The mean time interval between receiving the drug and delivery was
longer in group A (Magnesium Sulfate + Indomethacin) than in group B
(Magnesium Sulfate), indicating that type A intervention was more
effective at inhibiting preterm delivery in patients than type B
intervention. The relationship between the type of intervention and the
time interval between receiving the drug and delivery was statistically
significant.
Accordng to the findings of the Lewis et al. (1995) study, the combined
group (Magnesium Sulfate and Indomethacin) had a greater effect on
increasing the duration of tocolysis than the Magnesium Sulfate group
alone, with a difference of more than 370 hours compared to 70 hours in
the Magnesium Sulfate group only, a difference that was statistically
significant.
Compared to patients in the group receiving Magnesium Sulfate and
Indomethacin, more patients in the group receiving Magnesium Sulfate
delivered within 48 hours and 7 days after receiving the drug In the
first 48 hours, this difference was not statistically significant, but
in the interval of seven days, this difference was significant.
According to Borna and Saeedi (2007), Celecoxib was 81 percent effective
at delaying delivery for more than 48 hours, while Magnesium Sulfate was
87 percent effective, neither of which was statistically significant
(13). According to Abaasaelizadeh et al. (2014), 32% of pregnant women
gave birth after 24 hours and 60% after 48 hours in the Magnesium
Sulfate group, while 37% of pregnant women gave birth after 24 hours
and 63% of patients gave birth after 48 hours in the Indomethacin
group, indicating that no significant difference between the two groups
existed (15).
Despite the fact that no significant difference was observed between the
study groups within 48 hours of receiving the drug in each of the
studies mentioned, the rate of delivery in the groups was higher than
the results of our study, which was due to differences in entry
criteria.
Additionally, contrary to our findings, when Mesdaghinia et al. (2012)
compared the effects of Indomethacin and Magnesium Sulfate on preterm
labor, labor delays were comparable in both groups, and no cases of
preterm labor were admitted within 48 hours. (17). According to Taj
Aramesh et al. (2012), when comparing the effects of Indomethacin and
Magnesium Sulfate on delaying preterm delivery, 37 percent of patients
treated with Indomethacin gave birth within the first 72 hours, while 9
percent of patients treated with Magnesium Sulfate gave birth within the
first 72 hours, a significant difference between the two groups (18). In
contrast to the preceding study, this distinction Seven days after
initiating the drug was significant in our study.

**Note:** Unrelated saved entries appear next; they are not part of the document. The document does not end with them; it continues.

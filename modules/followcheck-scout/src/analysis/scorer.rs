use tracing::{debug, warn};

use followcheck_common::{DigitDistribution, ScoreResult, ScoringConfig, Verdict};

/// Weighted rubric turning digit distributions (and optionally the raw values
/// behind the first one) into a bot-likelihood score.
///
/// Each criterion only counts toward `max_score` once it has at least
/// `min_samples` usable values. With none evaluated the verdict is
/// `INSUFFICIENT_DATA`.
pub struct BotLikelihoodScorer {
    config: ScoringConfig,
}

enum Band {
    Full,
    Partial,
    None,
}

impl BotLikelihoodScorer {
    pub fn new(config: ScoringConfig) -> Self {
        Self { config }
    }

    /// Score up to two distributions (primary, secondary) plus the
    /// coefficient of variation of `raw_metrics`.
    pub fn score(
        &self,
        distributions: &[DigitDistribution],
        raw_metrics: Option<&[u64]>,
    ) -> ScoreResult {
        let cfg = &self.config;
        let weights = [cfg.primary_weight, cfg.secondary_weight];

        if distributions.len() > weights.len() {
            warn!(
                given = distributions.len(),
                scored = weights.len(),
                "Extra distributions ignored by scorer"
            );
        }

        let mut score = 0;
        let mut max_score = 0;
        let mut reasons = Vec::new();
        let mut deviation_criteria = 0;
        let mut last_deviation = 0.0;

        for (dist, weight) in distributions.iter().zip(weights) {
            if dist.total_samples < cfg.min_samples {
                debug!(
                    field = dist.field.as_str(),
                    samples = dist.total_samples,
                    "Too few samples, criterion skipped"
                );
                continue;
            }

            max_score += weight;
            deviation_criteria += 1;
            let dev = dist.avg_deviation;
            last_deviation = dev;

            let field = dist.field.to_uppercase();
            match self.deviation_band(dev) {
                Band::Full => {
                    score += weight;
                    reasons.push(format!(
                        "{field}: high Benford deviation ({dev:.2}%), distribution is not natural"
                    ));
                }
                Band::Partial => {
                    score += weight / 2;
                    reasons.push(format!(
                        "{field}: moderate Benford deviation ({dev:.2}%), suspicious"
                    ));
                }
                Band::None => {
                    reasons.push(format!("{field}: natural Benford distribution ({dev:.2}%)"));
                }
            }
        }

        let mut cv_evaluated = false;
        if let Some(raw) = raw_metrics {
            let positive: Vec<u64> = raw.iter().copied().filter(|v| *v > 0).collect();
            match coefficient_of_variation(&positive) {
                Some(cv) if positive.len() as u64 >= cfg.min_samples => {
                    cv_evaluated = true;
                    max_score += cfg.cv_weight;
                    if cv < cfg.full_cv {
                        score += cfg.cv_weight;
                        reasons.push(format!(
                            "ENGAGEMENT: very uniform values (CV={cv:.2}), bot-like behavior"
                        ));
                    } else if cv < cfg.partial_cv {
                        score += cfg.cv_weight / 2;
                        reasons.push(format!("ENGAGEMENT: low variation (CV={cv:.2}), suspicious"));
                    } else {
                        reasons.push(format!("ENGAGEMENT: natural variation (CV={cv:.2})"));
                    }
                }
                _ => debug!(samples = positive.len(), "Too few raw values, CV criterion skipped"),
            }
        }

        let mut result = ScoreResult {
            score,
            max_score,
            reasons,
            verdict: Verdict::InsufficientData,
        };
        if let Some(pct) = result.percentage() {
            result.verdict = if pct >= cfg.bot_pct {
                Verdict::LikelyBot
            } else if pct >= cfg.suspicious_pct {
                Verdict::Suspicious
            } else if deviation_criteria == 1 && !cv_evaluated && last_deviation < cfg.real_deviation {
                Verdict::Real
            } else {
                Verdict::LikelyReal
            };
        }
        result
    }

    /// Verdict for one distribution on its own, used in the distribution
    /// table's summary row.
    pub fn classify(&self, dist: &DigitDistribution) -> Verdict {
        if !dist.has_data() {
            return Verdict::InsufficientData;
        }
        let dev = dist.avg_deviation;
        if dev < self.config.real_deviation {
            Verdict::Real
        } else if dev < self.config.partial_deviation {
            Verdict::LikelyReal
        } else if dev < self.config.full_deviation {
            Verdict::Suspicious
        } else {
            Verdict::LikelyBot
        }
    }

    fn deviation_band(&self, dev: f64) -> Band {
        if dev > self.config.full_deviation {
            Band::Full
        } else if dev > self.config.partial_deviation {
            Band::Partial
        } else {
            Band::None
        }
    }
}

/// Population standard deviation over mean. `None` for an empty slice.
pub fn coefficient_of_variation(values: &[u64]) -> Option<f64> {
    if values.is_empty() {
        return None;
    }
    let n = values.len() as f64;
    let mean = values.iter().map(|v| *v as f64).sum::<f64>() / n;
    if mean <= 0.0 {
        return None;
    }
    let variance = values
        .iter()
        .map(|v| (*v as f64 - mean).powi(2))
        .sum::<f64>()
        / n;
    Some(variance.sqrt() / mean)
}

#[cfg(test)]
mod tests {
    use super::*;
    use crate::analysis::benford::analyze;

    fn dist(field: &str, avg_deviation: f64, samples: u64) -> DigitDistribution {
        let mut d = DigitDistribution::empty(field);
        d.avg_deviation = avg_deviation;
        d.total_samples = samples;
        d
    }

    fn scorer() -> BotLikelihoodScorer {
        BotLikelihoodScorer::new(ScoringConfig::default())
    }

    #[test]
    fn everything_tripped_is_a_likely_bot() {
        // mean 100, population std 5 -> CV 0.05
        let raw: Vec<u64> = (0..20).map(|i| if i % 2 == 0 { 95 } else { 105 }).collect();
        let result = scorer().score(
            &[dist("likes", 20.0, 20), dist("comments", 20.0, 20)],
            Some(raw.as_slice()),
        );
        assert_eq!(result.score, 100);
        assert_eq!(result.max_score, 100);
        assert_eq!(result.verdict, Verdict::LikelyBot);
        assert_eq!(result.reasons.len(), 3);
        assert!(result.reasons[0].starts_with("LIKES"));
        assert!(result.reasons[2].starts_with("ENGAGEMENT"));
    }

    #[test]
    fn nothing_evaluated_is_insufficient_data() {
        let result = scorer().score(&[dist("followers", 40.0, 4)], Some(&[10u64, 20, 0, 0][..]));
        assert_eq!(result.max_score, 0);
        assert_eq!(result.verdict, Verdict::InsufficientData);
        assert!(result.reasons.is_empty());
    }

    #[test]
    fn empty_distribution_is_never_a_confident_verdict() {
        let empty = analyze("followers", Vec::<u64>::new());
        let result = scorer().score(&[empty.clone()], None);
        assert_eq!(result.verdict, Verdict::InsufficientData);
        assert_eq!(scorer().classify(&empty), Verdict::InsufficientData);
    }

    #[test]
    fn partial_triggers_earn_half_weight() {
        let result = scorer().score(&[dist("followers", 12.0, 50)], None);
        assert_eq!(result.score, 20);
        assert_eq!(result.max_score, 40);
        assert_eq!(result.verdict, Verdict::Suspicious);
    }

    #[test]
    fn single_clean_distribution_is_real() {
        let result = scorer().score(&[dist("followers", 3.0, 80)], None);
        assert_eq!(result.score, 0);
        assert_eq!(result.verdict, Verdict::Real);

        let result = scorer().score(&[dist("followers", 7.0, 80)], None);
        assert_eq!(result.verdict, Verdict::LikelyReal);
    }

    #[test]
    fn multi_criterion_low_score_is_likely_real() {
        let raw = [10u64, 400, 35, 2_000, 90, 7];
        let result = scorer().score(
            &[dist("likes", 2.0, 30), dist("comments", 3.0, 30)],
            Some(&raw[..]),
        );
        assert_eq!(result.score, 0);
        assert_eq!(result.max_score, 100);
        assert_eq!(result.verdict, Verdict::LikelyReal);
    }

    #[test]
    fn criteria_below_sample_threshold_are_skipped() {
        let result = scorer().score(
            &[dist("likes", 30.0, 3), dist("comments", 30.0, 30)],
            None,
        );
        assert_eq!(result.max_score, 30);
        assert_eq!(result.score, 30);
        assert_eq!(result.reasons.len(), 1);
        assert!(result.reasons[0].starts_with("COMMENTS"));
    }

    #[test]
    fn classify_tiers() {
        let s = scorer();
        assert_eq!(s.classify(&dist("f", 4.9, 10)), Verdict::Real);
        assert_eq!(s.classify(&dist("f", 9.0, 10)), Verdict::LikelyReal);
        assert_eq!(s.classify(&dist("f", 14.0, 10)), Verdict::Suspicious);
        assert_eq!(s.classify(&dist("f", 15.5, 10)), Verdict::LikelyBot);
    }

    #[test]
    fn coefficient_of_variation_basics() {
        assert_eq!(coefficient_of_variation(&[]), None);
        assert_eq!(coefficient_of_variation(&[5, 5, 5]), Some(0.0));
        let cv = coefficient_of_variation(&[95, 105]).unwrap();
        assert!((cv - 0.05).abs() < 1e-12);
    }
}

There was no significant difference between the two groups in terms of
adverse effects on mothers, and there was no significant relationship
between the type of intervention and secondary outcomes such as NICU
hospitalization, gestational age at the end of pregnancy, or neonatal
Apgar score. According to the findings of the study conducted by
Vermillion et al. (2000), there was no statistically significant
difference in the mean gestational age between the Indomethacin group
and the control group between the groups. (26). According to Klauser et
al(2014) .’s study comparing the effects and side effects of Nifedipine
(N), Magnesium Sulfate (M), and Indomethacin (I) for the treatment of
preterm labor, the gestational age at delivery was comparable in all
three groups. There were no significant differences in efficacy or
maternal safety between the three tocolytic factors (16). The logistic
regression model’s output indicated that the type of intervention had a
significant relationship with the rate of spontaneous delivery within 7
days of receiving the drug. In this case, Magnesium Sulfate and
Indomethacin suppository are more effective when administered together.

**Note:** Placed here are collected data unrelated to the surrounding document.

use std::time::Duration;

use rand::Rng;
use tracing::{debug, warn};

use followcheck_common::PageError;

use crate::traits::{PageAccessor, Snapshot};

/// Take a snapshot, retrying transient failures up to `attempts` times with a
/// linear backoff (`backoff * attempt`) plus up to 20% jitter.
///
/// Returns `Ok(None)` when every attempt failed transiently; the caller treats
/// that as an unproductive step. Fatal errors propagate immediately.
pub async fn snapshot_with_retry(
    page: &dyn PageAccessor,
    attempts: u32,
    backoff: Duration,
) -> Result<Option<Snapshot>, PageError> {
    let attempts = attempts.max(1);
    for attempt in 1..=attempts {
        match page.snapshot().await {
            Ok(snapshot) => return Ok(Some(snapshot)),
            Err(e) if e.is_fatal() => return Err(e),
            Err(e) => {
                if attempt == attempts {
                    warn!(attempt, error = %e, "Snapshot failed, giving up on this step");
                    break;
                }
                let delay = backoff * attempt;
                debug!(
                    attempt,
                    backoff_ms = delay.as_millis() as u64,
                    error = %e,
                    "Snapshot failed, retrying after backoff"
                );
                tokio::time::sleep(delay + jitter(delay)).await;
            }
        }
    }
    Ok(None)
}

/// Random delay in `min..=max`, used to space out requests.
pub fn random_delay(min: Duration, max: Duration) -> Duration {
    if max <= min {
        return min;
    }
    let ms = rand::rng().random_range(min.as_millis() as u64..=max.as_millis() as u64);
    Duration::from_millis(ms)
}

fn jitter(base: Duration) -> Duration {
    random_delay(Duration::ZERO, base / 5)
}
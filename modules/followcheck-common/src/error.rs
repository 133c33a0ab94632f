use std::path::PathBuf;

use thiserror::Error;

/// Failures reported by a page accessor.
///
/// Only `SessionLost` is fatal. Everything else is absorbed by the caller as a
/// stagnant harvest cycle or an unknown metric.
#[derive(Error, Debug, Clone, PartialEq)]
pub enum PageError {
    #[error("Navigation to {url} failed: {message}")]
    Navigation { url: String, message: String },

    #[error("Transient extraction failure: {0}")]
    Transient(String),

    #[error("Browser session lost: {0}")]
    SessionLost(String),
}

impl PageError {
    pub fn is_fatal(&self) -> bool {
        matches!(self, PageError::SessionLost(_))
    }
}

#[derive(Error, Debug)]
pub enum ConfigError {
    #[error("{0} environment variable is required")]
    MissingEnv(&'static str),

    #[error("Failed to read config file {path}: {source}")]
    Read {
        path: PathBuf,
        #[source]
        source: std::io::Error,
    },

    #[error("Failed to parse config file {path}: {message}")]
    Parse { path: PathBuf, message: String },

    #[error("Invalid configuration: {0}")]
    Invalid(String),
}
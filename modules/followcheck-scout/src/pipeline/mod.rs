pub mod fetcher;
pub mod harvester;
pub mod resolver;
pub mod retry;
pub mod state;
pub mod stats;

pub use fetcher::{FetchConfig, FetchOutcome, FieldSpec, MetricFetcher};
pub use harvester::{HarvestConfig, HarvestError, HarvestOutcome, ListHarvester};
pub use resolver::{EntityResolver, IdentifierResolver};
pub use state::{HarvestState, Termination};
pub use stats::RunStats;
use std::sync::Mutex;
use std::time::{Duration, Instant};

use async_trait::async_trait;
use serde::Serialize;
use tracing::{debug, info, warn};

use browserless_client::{BrowserlessClient, BrowserlessError};
use followcheck_common::PageError;

use crate::traits::{PageAccessor, Snapshot, WaitCondition};

/// Puppeteer routine replayed on every render: open the page, scroll the list
/// container `depth` times with a settle pause after each scroll, dump the DOM.
const REPLAY_SCRIPT: &str = r#"
export default async function ({ page, context }) {
  if (context.cookie) {
    const host = new URL(context.url).hostname.replace(/^www\./, '');
    await page.setCookie({ name: 'sessionid', value: context.cookie, domain: '.' + host, path: '/' });
  }
  await page.goto(context.url, { waitUntil: 'networkidle2' });
  for (let i = 0; i < context.depth; i++) {
    await page.evaluate((selectors) => {
      for (const selector of selectors) {
        const el = document.querySelector(selector);
        if (el) { el.scrollTop = el.scrollHeight; return; }
      }
      window.scrollTo(0, document.body.scrollHeight);
    }, context.selectors);
    await new Promise((resolve) => setTimeout(resolve, context.settleMs));
  }
  return { data: await page.content(), type: 'text/html' };
}
"#;

/// Network failures in a row before the endpoint is declared unusable.
const MAX_CONSECUTIVE_FAILURES: u32 = 5;

/// Delay between polls inside `wait_for`.
const POLL_INTERVAL: Duration = Duration::from_millis(1_500);

#[derive(Serialize)]
#[serde(rename_all = "camelCase")]
struct ReplayContext<'a> {
    url: &'a str,
    depth: u32,
    selectors: Vec<&'a str>,
    settle_ms: u64,
    cookie: Option<&'a str>,
}

#[derive(Default)]
struct SessionState {
    url: Option<String>,
    depth: u32,
    hint: Option<String>,
    /// Last render and the scroll depth it was taken at.
    cached: Option<(u32, String)>,
    consecutive_failures: u32,
}

/// `PageAccessor` over the stateless Browserless API.
///
/// Browserless keeps no browser between requests, so the session lives here:
/// the current URL, how many times the list has been scrolled and which
/// container to scroll. Each render replays that history inside one
/// `/function` call.
pub struct BrowserlessSession {
    client: BrowserlessClient,
    cookie: Option<String>,
    fallback_selectors: Vec<String>,
    scroll_settle: Duration,
    state: Mutex<SessionState>,
}

impl BrowserlessSession {
    pub fn new(
        base_url: &str,
        token: Option<&str>,
        cookie: Option<&str>,
        fallback_selectors: Vec<String>,
        scroll_settle: Duration,
    ) -> Result<Self, PageError> {
        let client = BrowserlessClient::new(base_url, token)
            .map_err(|e| PageError::SessionLost(e.to_string()))?;
        info!(base_url, "Using BrowserlessSession");
        Ok(Self {
            client,
            cookie: cookie.map(String::from),
            fallback_selectors,
            scroll_settle,
            state: Mutex::new(SessionState::default()),
        })
    }

    fn lock(&self) -> Result<std::sync::MutexGuard<'_, SessionState>, PageError> {
        self.state
            .lock()
            .map_err(|_| PageError::SessionLost("session state poisoned".into()))
    }

    /// Cached render of the current page, if it was taken at the current
    /// scroll depth.
    fn cached_frame(&self) -> Result<Option<Snapshot>, PageError> {
        let state = self.lock()?;
        Ok(match (&state.url, &state.cached) {
            (Some(url), Some((depth, html))) if *depth == state.depth => {
                Some(Snapshot::new(url.clone(), html.clone()))
            }
            _ => None,
        })
    }

    /// Render the current page at the current scroll depth and cache it.
    async fn render(&self) -> Result<Snapshot, PageError> {
        let (url, depth, hint) = {
            let state = self.lock()?;
            let url = state
                .url
                .clone()
                .ok_or_else(|| PageError::Transient("no page loaded".into()))?;
            (url, state.depth, state.hint.clone())
        };

        let html = self.replay(&url, depth, hint.as_deref(), false).await?;
        self.lock()?.cached = Some((depth, html.clone()));
        Ok(Snapshot::new(url, html))
    }

    /// One `/function` call: load `url` with the session cookie and scroll it
    /// `depth` times.
    async fn replay(
        &self,
        url: &str,
        depth: u32,
        hint: Option<&str>,
        navigating: bool,
    ) -> Result<String, PageError> {
        let mut selectors: Vec<&str> = Vec::with_capacity(self.fallback_selectors.len() + 1);
        if let Some(hint) = hint {
            selectors.push(hint);
        }
        selectors.extend(
            self.fallback_selectors
                .iter()
                .map(String::as_str)
                .filter(|s| Some(*s) != hint),
        );

        let context = ReplayContext {
            url,
            depth,
            selectors,
            settle_ms: self.scroll_settle.as_millis() as u64,
            cookie: self.cookie.as_deref(),
        };

        debug!(url, depth, "Rendering page");
        match self.client.function(REPLAY_SCRIPT, &context).await {
            Ok(html) => {
                self.lock()?.consecutive_failures = 0;
                Ok(html)
            }
            Err(e) => Err(self.classify(e, url, navigating)?),
        }
    }

    /// Map a client error onto the page error taxonomy, escalating to
    /// `SessionLost` once the endpoint has failed too many times in a row.
    fn classify(
        &self,
        err: BrowserlessError,
        url: &str,
        navigating: bool,
    ) -> Result<PageError, PageError> {
        if err.is_unauthorized() {
            return Ok(PageError::SessionLost(err.to_string()));
        }

        let mut state = self.lock()?;
        state.consecutive_failures += 1;
        if state.consecutive_failures >= MAX_CONSECUTIVE_FAILURES {
            warn!(
                failures = state.consecutive_failures,
                "Browserless endpoint keeps failing, giving up on session"
            );
            return Ok(PageError::SessionLost(format!(
                "{} consecutive failures, last: {err}",
                state.consecutive_failures
            )));
        }

        Ok(match err {
            BrowserlessError::Api { status, message } if navigating && status < 500 => {
                PageError::Navigation {
                    url: url.to_string(),
                    message: format!("status {status}: {message}"),
                }
            }
            other => PageError::Transient(other.to_string()),
        })
    }
}

#[async_trait]
impl PageAccessor for BrowserlessSession {
    async fn navigate(&self, url: &str) -> Result<(), PageError> {
        let parsed = url::Url::parse(url).map_err(|e| PageError::Navigation {
            url: url.to_string(),
            message: format!("invalid URL: {e}"),
        })?;
        if parsed.scheme() != "http" && parsed.scheme() != "https" {
            return Err(PageError::Navigation {
                url: url.to_string(),
                message: format!("only http/https URLs are allowed, got: {}", parsed.scheme()),
            });
        }

        info!(url, "Navigating");
        let html = self.replay(url, 0, None, true).await?;

        let mut state = self.lock()?;
        state.url = Some(url.to_string());
        state.depth = 0;
        state.hint = None;
        state.cached = Some((0, html));
        Ok(())
    }

    async fn snapshot(&self) -> Result<Snapshot, PageError> {
        match self.cached_frame()? {
            Some(snapshot) => Ok(snapshot),
            None => self.render().await,
        }
    }

    async fn scroll_to_bottom(&self, container_hint: Option<&str>) -> Result<(), PageError> {
        let mut state = self.lock()?;
        if state.url.is_none() {
            return Err(PageError::Transient("scroll requested before navigation".into()));
        }
        state.depth += 1;
        if let Some(hint) = container_hint {
            state.hint = Some(hint.to_string());
        }
        Ok(())
    }

    async fn wait_for(
        &self,
        condition: &WaitCondition,
        timeout: Duration,
    ) -> Result<bool, PageError> {
        if let Some(snapshot) = self.cached_frame()? {
            if condition.is_met(&snapshot) {
                return Ok(true);
            }
        }

        let started = Instant::now();
        loop {
            match self.render().await {
                Ok(snapshot) if condition.is_met(&snapshot) => return Ok(true),
                Ok(_) => {}
                Err(e) if e.is_fatal() => return Err(e),
                Err(e) => debug!(error = %e, "Render failed while waiting"),
            }

            let elapsed = started.elapsed();
            if elapsed >= timeout {
                return Ok(false);
            }
            tokio::time::sleep(POLL_INTERVAL.min(timeout - elapsed)).await;
        }
    }
}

Data analysis revealed that concomitant administration of Magnesium
Sulfate and Indomethacin had a greater effect on inhibiting and delaying
preterm labor than Magnesium Sulfate alone. Other parameters (neonatal
Apgar score, drug side effects, gestational age at the end of pregnancy,
etc.) were slightly different between the two groups, and due to the
significance of the average time interval between drug administration
and delivery and the type of delivery in the two groups, prescribing
Magnesium Sulfate and Indomethacin suppository have more beneficial
effects in this field.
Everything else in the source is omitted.